A differential-targeting core–shell microneedle patch with coordinated and prolonged release of mangiferin and MSC-derived exosomes for scarless skin regeneration

Abstract

Microneedles for skin regeneration are conventionally restricted by uncontrollable multi-drug release, limited types of drugs, and poor wound adhesion. Here, a novel core–shell microneedle patch is developed for scarless skin repair, where the shell is composed of hydrophilic gelatin methacryloyl (GelMA) loaded with mangiferin, an anti-inflammatory small molecule, and the core is composed of hydrophobic poly (lactide-co-propylene glycol-co-lactide) dimethacrylates (PGLADMA) loaded with bioactive macromolecule and human mesenchymal stromal cell (hMSC)-derived exosomes.
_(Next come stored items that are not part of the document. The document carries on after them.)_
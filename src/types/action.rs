use serde::ser::{SerializeStruct as _, Serializer};
use serde::{Deserialize, Serialize};
use serde_with::{DisplayFromStr, serde_as};

use super::{B256, ChainInt, Identity};
use crate::Result;

#[non_exhaustive]
#[derive(
    Clone, Copy, Debug, PartialEq, Eq, Hash, Serialize, Deserialize, strum_macros::Display,
)]
pub enum Side {
    #[serde(alias = "buy", alias = "BUY")]
    Buy,
    #[serde(alias = "sell", alias = "SELL")]
    Sell,
}

/// Order execution variant.
///
/// `P` is the price representation: [`ChainInt`] once scaled, or a human
/// input such as [`crate::scale::ScaleInput`] before resolution against a
/// market.
#[non_exhaustive]
#[derive(Clone, Copy, Debug, PartialEq, Eq)]
pub enum OrderType<P = ChainInt> {
    Limit { price: P, timestamp: u64 },
    Spot,
    FillOrKill,
    PostOnly,
    Market,
    BoundedMarket { max_price: P, min_price: P },
}

impl<P> OrderType<P> {
    /// Wire discriminant, in declaration order.
    #[must_use]
    pub const fn discriminant(&self) -> u64 {
        match self {
            Self::Limit { .. } => 0,
            Self::Spot => 1,
            Self::FillOrKill => 2,
            Self::PostOnly => 3,
            Self::Market => 4,
            Self::BoundedMarket { .. } => 5,
        }
    }

    /// Converts the embedded prices, leaving the variant untouched.
    pub fn try_map<Q, F>(self, mut convert: F) -> Result<OrderType<Q>>
    where
        F: FnMut(P) -> Result<Q>,
    {
        Ok(match self {
            Self::Limit { price, timestamp } => OrderType::Limit {
                price: convert(price)?,
                timestamp,
            },
            Self::Spot => OrderType::Spot,
            Self::FillOrKill => OrderType::FillOrKill,
            Self::PostOnly => OrderType::PostOnly,
            Self::Market => OrderType::Market,
            Self::BoundedMarket {
                max_price,
                min_price,
            } => OrderType::BoundedMarket {
                max_price: convert(max_price)?,
                min_price: convert(min_price)?,
            },
        })
    }
}

impl Serialize for OrderType {
    fn serialize<S: Serializer>(&self, serializer: S) -> std::result::Result<S::Ok, S::Error> {
        match self {
            Self::Limit { price, timestamp } => serializer.serialize_newtype_variant(
                "OrderType",
                0,
                "Limit",
                &[price.to_string(), timestamp.to_string()],
            ),
            Self::Spot => serializer.serialize_unit_variant("OrderType", 1, "Spot"),
            Self::FillOrKill => serializer.serialize_unit_variant("OrderType", 2, "FillOrKill"),
            Self::PostOnly => serializer.serialize_unit_variant("OrderType", 3, "PostOnly"),
            Self::Market => serializer.serialize_unit_variant("OrderType", 4, "Market"),
            Self::BoundedMarket {
                max_price,
                min_price,
            } => {
                struct Bounds<'a> {
                    max_price: &'a u64,
                    min_price: &'a u64,
                }

                impl Serialize for Bounds<'_> {
                    fn serialize<S: Serializer>(
                        &self,
                        serializer: S,
                    ) -> std::result::Result<S::Ok, S::Error> {
                        let mut state = serializer.serialize_struct("BoundedMarket", 2)?;
                        state.serialize_field("max_price", &self.max_price.to_string())?;
                        state.serialize_field("min_price", &self.min_price.to_string())?;
                        state.end()
                    }
                }

                serializer.serialize_newtype_variant(
                    "OrderType",
                    5,
                    "BoundedMarket",
                    &Bounds {
                        max_price,
                        min_price,
                    },
                )
            }
        }
    }
}

/// A fully resolved trading action, every number already on-chain scaled.
#[non_exhaustive]
#[derive(Clone, Copy, Debug, PartialEq, Eq)]
pub enum Action {
    CreateOrder {
        side: Side,
        price: ChainInt,
        quantity: ChainInt,
        order_type: OrderType,
    },
    CancelOrder {
        order_id: B256,
    },
    SettleBalance {
        to: Identity,
    },
    RegisterReferer {
        to: Identity,
    },
}

#[serde_as]
#[derive(Serialize)]
struct CreateOrderBody<'a> {
    side: Side,
    #[serde_as(as = "DisplayFromStr")]
    price: ChainInt,
    #[serde_as(as = "DisplayFromStr")]
    quantity: ChainInt,
    order_type: &'a OrderType,
}

#[derive(Serialize)]
struct CancelOrderBody<'a> {
    order_id: &'a B256,
}

#[derive(Serialize)]
struct ToBody<'a> {
    to: &'a Identity,
}

impl Serialize for Action {
    fn serialize<S: Serializer>(&self, serializer: S) -> std::result::Result<S::Ok, S::Error> {
        match self {
            Self::CreateOrder {
                side,
                price,
                quantity,
                order_type,
            } => serializer.serialize_newtype_variant(
                "Action",
                0,
                "CreateOrder",
                &CreateOrderBody {
                    side: *side,
                    price: *price,
                    quantity: *quantity,
                    order_type,
                },
            ),
            Self::CancelOrder { order_id } => serializer.serialize_newtype_variant(
                "Action",
                1,
                "CancelOrder",
                &CancelOrderBody { order_id },
            ),
            Self::SettleBalance { to } => {
                serializer.serialize_newtype_variant("Action", 2, "SettleBalance", &ToBody { to })
            }
            Self::RegisterReferer { to } => serializer.serialize_newtype_variant(
                "Action",
                3,
                "RegisterReferer",
                &ToBody { to },
            ),
        }
    }
}

#[cfg(test)]
mod tests {
    use serde_json::json;

    use super::*;

    #[test]
    fn create_order_json_uses_string_integers() {
        let action = Action::CreateOrder {
            side: Side::Buy,
            price: 1_500_000,
            quantity: 2_000_000_000,
            order_type: OrderType::Limit {
                price: 1_400_000,
                timestamp: 1_700_000_000,
            },
        };
        assert_eq!(
            serde_json::to_value(action).expect("serializes"),
            json!({
                "CreateOrder": {
                    "side": "Buy",
                    "price": "1500000",
                    "quantity": "2000000000",
                    "order_type": { "Limit": ["1400000", "1700000000"] }
                }
            }),
            "create order body"
        );
    }

    #[test]
    fn unit_and_bounded_order_types() {
        assert_eq!(
            serde_json::to_value(OrderType::PostOnly).expect("unit"),
            json!("PostOnly"),
            "unit variant"
        );
        assert_eq!(
            serde_json::to_value(OrderType::BoundedMarket {
                max_price: 9,
                min_price: 3
            })
            .expect("bounded"),
            json!({ "BoundedMarket": { "max_price": "9", "min_price": "3" } }),
            "bounded variant"
        );
    }

    #[test]
    fn settle_balance_carries_identity() {
        let to = Identity::ContractId(B256::repeat_byte(1));
        assert_eq!(
            serde_json::to_value(Action::SettleBalance { to }).expect("serializes"),
            json!({ "SettleBalance": { "to": { "ContractId": format!("0x{}", "01".repeat(32)) } } }),
            "settle body"
        );
    }

    #[test]
    fn side_accepts_lowercase() {
        let side: Side = serde_json::from_str("\"sell\"").expect("lowercase");
        assert_eq!(side, Side::Sell, "alias");
    }

    #[test]
    fn try_map_keeps_variant() {
        let human: OrderType<&str> = OrderType::BoundedMarket {
            max_price: "2",
            min_price: "1",
        };
        let scaled = human
            .try_map(|p| Ok(p.parse::<u64>().expect("digits") * 10))
            .expect("maps");
        assert_eq!(
            scaled,
            OrderType::BoundedMarket {
                max_price: 20,
                min_price: 10
            },
            "prices converted"
        );
        assert_eq!(scaled.discriminant(), 5, "discriminant");
    }
}
//! Representation-agnostic integer decoding for exchange responses.
//!
//! The exchange emits integers as JSON numbers, decimal strings or `0x` hex
//! strings depending on the endpoint. Everything is normalized to `u64` here
//! so nothing past the transport boundary branches on representation.

use std::fmt;
use std::num::ParseIntError;

use serde::Deserializer;
use serde::de::{self, Visitor};

pub(crate) fn parse_u64_text(text: &str) -> Result<u64, ParseIntError> {
    let text = text.trim();
    match text.strip_prefix("0x").or_else(|| text.strip_prefix("0X")) {
        Some(hex) => u64::from_str_radix(hex, 16),
        None => text.parse(),
    }
}

struct FlexibleU64;

impl Visitor<'_> for FlexibleU64 {
    type Value = u64;

    fn expecting(&self, f: &mut fmt::Formatter<'_>) -> fmt::Result {
        f.write_str("a u64 as a number, decimal string or 0x-prefixed hex string")
    }

    fn visit_u64<E: de::Error>(self, v: u64) -> Result<u64, E> {
        Ok(v)
    }

    fn visit_i64<E: de::Error>(self, v: i64) -> Result<u64, E> {
        u64::try_from(v).map_err(de::Error::custom)
    }

    fn visit_str<E: de::Error>(self, v: &str) -> Result<u64, E> {
        parse_u64_text(v).map_err(de::Error::custom)
    }
}

pub(crate) fn u64_flexible<'de, D: Deserializer<'de>>(deserializer: D) -> Result<u64, D::Error> {
    deserializer.deserialize_any(FlexibleU64)
}

struct HexPrefixed;

impl Visitor<'_> for HexPrefixed {
    type Value = String;

    fn expecting(&self, f: &mut fmt::Formatter<'_>) -> fmt::Result {
        f.write_str("a hex string")
    }

    fn visit_str<E: de::Error>(self, v: &str) -> Result<String, E> {
        if v.is_empty() || v.starts_with("0x") || v.starts_with("0X") {
            Ok(v.to_owned())
        } else {
            Ok(format!("0x{v}"))
        }
    }
}

/// Transaction ids arrive with or without the `0x` prefix.
pub(crate) fn hex_prefixed<'de, D: Deserializer<'de>>(deserializer: D) -> Result<String, D::Error> {
    deserializer.deserialize_str(HexPrefixed)
}

#[cfg(test)]
mod tests {
    use serde::Deserialize;

    use super::*;

    #[derive(Deserialize)]
    struct Holder {
        #[serde(deserialize_with = "u64_flexible")]
        nonce: u64,
    }

    #[test]
    fn accepts_every_nonce_representation() {
        for body in [
            r#"{"nonce": 42}"#,
            r#"{"nonce": "42"}"#,
            r#"{"nonce": "0x2a"}"#,
            r#"{"nonce": "0X2A"}"#,
        ] {
            let holder: Holder = serde_json::from_str(body).expect("nonce parses");
            assert_eq!(holder.nonce, 42, "body {body}");
        }
    }

    #[test]
    fn rejects_negative_and_garbage() {
        assert!(serde_json::from_str::<Holder>(r#"{"nonce": -1}"#).is_err(), "negative");
        assert!(serde_json::from_str::<Holder>(r#"{"nonce": "x1"}"#).is_err(), "garbage");
    }
}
This material choice provides several benefits: the GelMA shell provides a swelling interface for tissue interlocking and rapid release of mangiferin at an early wound healing stage for anti-inflammation, whereas the PGLADMA core offers long-term encapsulation and release of exosomes (30% release in 3 weeks), promoting sustained angiogenesis and anti-inflammation. Our results demonstrate that the core–shell microneedle possesses anti-inflammatory properties and can induce angiogenesis both in vitro in terms of macrophage polarization and tube formation of human umbilical vein endothelial cells (HUVECs), and in vivo in terms of anti-inflammation, re-epithelization, and vessel formation. Importantly, we also observe reduced scar formation in vivo. Altogether, the degradation dynamics of our hydrophilic/hydrophobic materials enable the design of a core–shell microneedle for differential and prolonged release, promoting scarless skin regeneration, with potential for other therapies of long-term exosome release.